At this time, the electric heater 29 may be set to be turned off once the defrosting of the cooler 16 has been completed by an appropriate amount.

According to the present embodiment described above, the inside of the freezer compartment 3 is partitioned into the frozen food accommodating section 12 that directly accommodates frozen items such as food, and the non-accommodating section 13 that communicates with this.

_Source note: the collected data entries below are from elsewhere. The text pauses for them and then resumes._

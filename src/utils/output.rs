/// Output boundaries
/// Character caps for captured script output and byte caps for protocol lines
/// read back from the worker.
use crate::config::types::OutputIntegrity;
use std::io::{BufRead, ErrorKind};

/// Output limits configuration
#[derive(Debug, Clone)]
pub struct OutputLimits {
    /// Captured stdout cap (characters)
    pub max_output_chars: usize,
    /// Single protocol line cap (bytes)
    pub max_line_bytes: usize,
}

impl OutputLimits {
    /// Limits for a given character cap. A result line holds the JSON
    /// encoding of the captured output and of the error text, both capped at
    /// `max_output_chars`. JSON escapes a character to at most 12 bytes (a
    /// surrogate pair), and the envelope gets a fixed allowance.
    pub fn for_output_chars(max_output_chars: usize) -> Self {
        OutputLimits {
            max_output_chars,
            max_line_bytes: max_output_chars
                .saturating_mul(2 * 12)
                .saturating_add(64 * 1024),
        }
    }
}

impl Default for OutputLimits {
    fn default() -> Self {
        Self::for_output_chars(50_000)
    }
}

/// Keep at most `max_chars` characters of `text`.
pub fn bound_output(mut text: String, max_chars: usize) -> (String, OutputIntegrity) {
    match text.char_indices().nth(max_chars) {
        Some((cut, _)) => {
            text.truncate(cut);
            (text, OutputIntegrity::TruncatedByLimit)
        }
        None => (text, OutputIntegrity::Complete),
    }
}

/// Read one `\n`-terminated line, keeping at most `limit` bytes of it.
///
/// The remainder of an over-long line is consumed and dropped so the next
/// call starts on a line boundary. Returns `Ok(None)` at end of stream.
pub fn read_line_bounded<R: BufRead>(
    reader: &mut R,
    limit: usize,
) -> std::io::Result<Option<(Vec<u8>, OutputIntegrity)>> {
    let mut line = Vec::new();
    let mut integrity = OutputIntegrity::Complete;
    let mut saw_bytes = false;

    loop {
        let available = match reader.fill_buf() {
            Ok(buf) => buf,
            Err(e) if e.kind() == ErrorKind::Interrupted => continue,
            Err(e) => return Err(e),
        };

        if available.is_empty() {
            return Ok(saw_bytes.then_some((line, integrity)));
        }
        saw_bytes = true;

        let newline = available.iter().position(|&b| b == b'\n');
        let chunk = match newline {
            Some(pos) => &available[..pos],
            None => available,
        };

        let room = limit.saturating_sub(line.len());
        if chunk.len() > room {
            line.extend_from_slice(&chunk[..room]);
            integrity = OutputIntegrity::TruncatedByLimit;
        } else {
            line.extend_from_slice(chunk);
        }

        let consumed = newline.map_or(available.len(), |pos| pos + 1);
        reader.consume(consumed);

        if newline.is_some() {
            return Ok(Some((line, integrity)));
        }
    }
}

Since the second cooler 16 that is cooled to a lower temperature is arranged to concentrate frost formation on the second cooler 16,
It is possible to reliably prevent the formation of frost on the walls of the freezer compartment 3 and the surfaces of the stored items, thereby preventing frost from acting as an insulator as in the past, thereby improving refrigeration efficiency. obtain.

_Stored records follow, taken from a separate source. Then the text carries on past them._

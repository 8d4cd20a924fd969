//! Runtime measurement library
//!
//! [`tracker`] is the native model of the counters and the tracked container;
//! [`prelude`] renders the same model as interpreter source that the sandbox
//! prepends to every submission.

pub mod prelude;
pub mod tracker;

pub use tracker::{TrackedContainer, TrackerState};
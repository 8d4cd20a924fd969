//! Native measurement model: the shared counter record and the tracked
//! container that charges its mutations against it.
//!
//! The byte costs are calibration constants of a simplified model, not a
//! description of any real memory layout.

use serde::{Deserialize, Serialize};
use std::ops::Deref;

/// Fixed cost of constructing a tracked container.
pub const CONTAINER_BASE_BYTES: u64 = 56;

/// Cost of one element slot.
pub const SLOT_BYTES: u64 = 8;

/// Counters for one execution.
///
/// `peak_mem` never decreases over the lifetime of a state.
#[derive(Clone, Debug, Default, PartialEq, Eq, Serialize, Deserialize)]
pub struct TrackerState {
    ops: u64,
    current_mem: u64,
    peak_mem: u64,
}

impl TrackerState {
    pub fn new() -> Self {
        Self::default()
    }

    pub fn ops(&self) -> u64 {
        self.ops
    }

    pub fn current_mem(&self) -> u64 {
        self.current_mem
    }

    pub fn peak_mem(&self) -> u64 {
        self.peak_mem
    }

    /// One dynamic entry into a countable block.
    pub fn count_op(&mut self) {
        self.ops += 1;
    }

    /// Apply a signed byte delta and re-check the peak.
    pub fn track_mem(&mut self, delta: i64) {
        self.current_mem = self.current_mem.saturating_add_signed(delta);
        if self.current_mem > self.peak_mem {
            self.peak_mem = self.current_mem;
        }
    }
}

/// List-like wrapper whose mutations are charged to a [`TrackerState`].
///
/// Reads go through `Deref<Target = [T]>`; only construct, append, pop and
/// clear carry accounting side effects.
#[derive(Clone, Debug, PartialEq, Eq)]
pub struct TrackedContainer<T> {
    items: Vec<T>,
    size: u64,
}

impl<T> TrackedContainer<T> {
    /// Build from literal elements: `56 + 8 * k` bytes.
    pub fn from_literal(items: Vec<T>, tracker: &mut TrackerState) -> Self {
        let size = CONTAINER_BASE_BYTES + SLOT_BYTES * items.len() as u64;
        tracker.track_mem(size as i64);
        Self { items, size }
    }

    pub fn append(&mut self, item: T, tracker: &mut TrackerState) {
        self.items.push(item);
        self.size += SLOT_BYTES;
        tracker.track_mem(SLOT_BYTES as i64);
    }

    /// Pop the last element. Popping an empty container charges nothing.
    pub fn pop(&mut self, tracker: &mut TrackerState) -> Option<T> {
        let item = self.items.pop()?;
        self.size -= SLOT_BYTES;
        tracker.track_mem(-(SLOT_BYTES as i64));
        Some(item)
    }

    /// Empty the container, freeing `8 * len` bytes.
    pub fn clear(&mut self, tracker: &mut TrackerState) {
        let freed = SLOT_BYTES * self.items.len() as u64;
        self.items.clear();
        self.size -= freed;
        tracker.track_mem(-(freed as i64));
    }

    /// Estimated byte footprint.
    pub fn size(&self) -> u64 {
        self.size
    }
}

impl<T> Deref for TrackedContainer<T> {
    type Target = [T];

    fn deref(&self) -> &[T] {
        &self.items
    }
}

#[cfg(test)]
mod tests {
    use super::*;

    #[test]
    fn literal_then_append_matches_reference_costs() {
        let mut tracker = TrackerState::new();
        let mut x = TrackedContainer::from_literal(vec![1, 2, 3], &mut tracker);
        assert_eq!(tracker.current_mem(), 80);
        assert_eq!(x.size(), 80);

        x.append(4, &mut tracker);
        assert_eq!(tracker.current_mem(), 88);
        assert_eq!(tracker.peak_mem(), 88);
        assert_eq!(&*x, &[1, 2, 3, 4]);
    }

    #[test]
    fn pop_frees_slot_and_keeps_peak() {
        let mut tracker = TrackerState::new();
        let mut x = TrackedContainer::from_literal(vec!['a', 'b'], &mut tracker);
        assert_eq!(x.pop(&mut tracker), Some('b'));
        assert_eq!(tracker.current_mem(), 64);
        assert_eq!(tracker.peak_mem(), 72);
    }

    #[test]
    fn pop_from_empty_is_free() {
        let mut tracker = TrackerState::new();
        let mut x: TrackedContainer<u8> = TrackedContainer::from_literal(Vec::new(), &mut tracker);
        assert_eq!(x.pop(&mut tracker), None);
        assert_eq!(tracker.current_mem(), 56);
        assert_eq!(x.size(), 56);
    }

    #[test]
    fn clear_frees_every_slot_but_not_the_base() {
        let mut tracker = TrackerState::new();
        let mut x = TrackedContainer::from_literal(vec![0u8; 5], &mut tracker);
        x.append(9, &mut tracker);
        x.clear(&mut tracker);
        assert!(x.is_empty());
        assert_eq!(tracker.current_mem(), 56);
        assert_eq!(tracker.peak_mem(), 56 + 6 * 8);
    }

    #[test]
    fn peak_is_monotone_over_mixed_operations() {
        let mut tracker = TrackerState::new();
        let mut a = TrackedContainer::from_literal(vec![1u32], &mut tracker);
        let mut b = TrackedContainer::from_literal(Vec::new(), &mut tracker);
        let mut last_peak = tracker.peak_mem();

        for step in 0..200u32 {
            match step % 7 {
                0 | 3 => a.append(step, &mut tracker),
                1 => {
                    a.pop(&mut tracker);
                }
                2 => b.append(step, &mut tracker),
                4 => {
                    b.pop(&mut tracker);
                }
                5 => b.clear(&mut tracker),
                _ => a.clear(&mut tracker),
            }
            assert!(tracker.peak_mem() >= last_peak);
            assert!(tracker.peak_mem() >= tracker.current_mem());
            last_peak = tracker.peak_mem();
        }
    }

    #[test]
    fn count_op_is_independent_of_memory() {
        let mut tracker = TrackerState::new();
        tracker.count_op();
        tracker.count_op();
        assert_eq!(tracker.ops(), 2);
        assert_eq!(tracker.peak_mem(), 0);
    }
}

Additionally, an upper vent 14 and a lower vent 15 are provided to communicate between the frozen material storage section 12 and the non-accommodation section 13 at their upper and lower portions, and the second cooler 16 is connected to the non-accommodation section 1.
Since natural convection is actively generated in the freezer compartment 3 by placing it above the second cooler 16, this convection can promote the concentration of frost on the second cooler 16, and the storage contents Even if frost forms on the surface of the stored items, such as immediately after the box is stored, the natural convection will quickly move the box to the non-storage area 1.
3 to the surface of the second cooler 160 in the second cooler 160, and the time required not only for dehumidification but also for freezing can be shortened.

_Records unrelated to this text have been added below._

use crate::config::types::{GreenboxError, Result};
use crate::engine::adapter::InterpreterAdapter;
use crate::engine::languages::python::PythonAdapter;

pub fn adapter_for(language: &str) -> Result<Box<dyn InterpreterAdapter>> {
    match language {
        "python" | "python3" | "py" => Ok(Box::new(PythonAdapter)),
        _ => Err(GreenboxError::Config(format!(
            "unsupported interpreter adapter: {language}"
        ))),
    }
}

#[cfg(test)]
mod tests {
    use super::*;

    #[test]
    fn python_aliases_resolve() {
        for name in ["python", "python3", "py"] {
            assert_eq!(adapter_for(name).unwrap().language(), "python");
        }
    }

    #[test]
    fn unknown_language_is_a_config_error() {
        match adapter_for("ruby") {
            Err(GreenboxError::Config(msg)) => assert!(msg.contains("ruby")),
            Err(other) => panic!("unexpected error: {other}"),
            Ok(_) => panic!("ruby should not resolve"),
        }
    }
}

Moreover, since the above-mentioned convection can be generated without using a fan or the like, the structure does not become complicated.

The strength of natural convection depends on the air pressure difference caused by the difference in air density caused by the difference in upper and lower temperatures, and the pressure difference P is expressed as P = kH (r 2 - r 1). be done.

Claims (1)

[Claims] 1. A first cooler provided to form a wall of the freezing chamber;
A partition plate that divides the freezer compartment into a frozen food storage area and a non-housing area between the side walls of the freezer compartment, and an upper vent that communicates between the frozen food storage area and the non-housing area above and below the people. and a lower vent hole, and a second cooler provided in the non-accommodating part and exhibiting a lower temperature than the first cooler, wherein the second cooler has a center position in the vertical direction that is located in the non-accommodating part. A refrigerator characterized in that the refrigerator is arranged above the center position in the vertical direction of the refrigerator.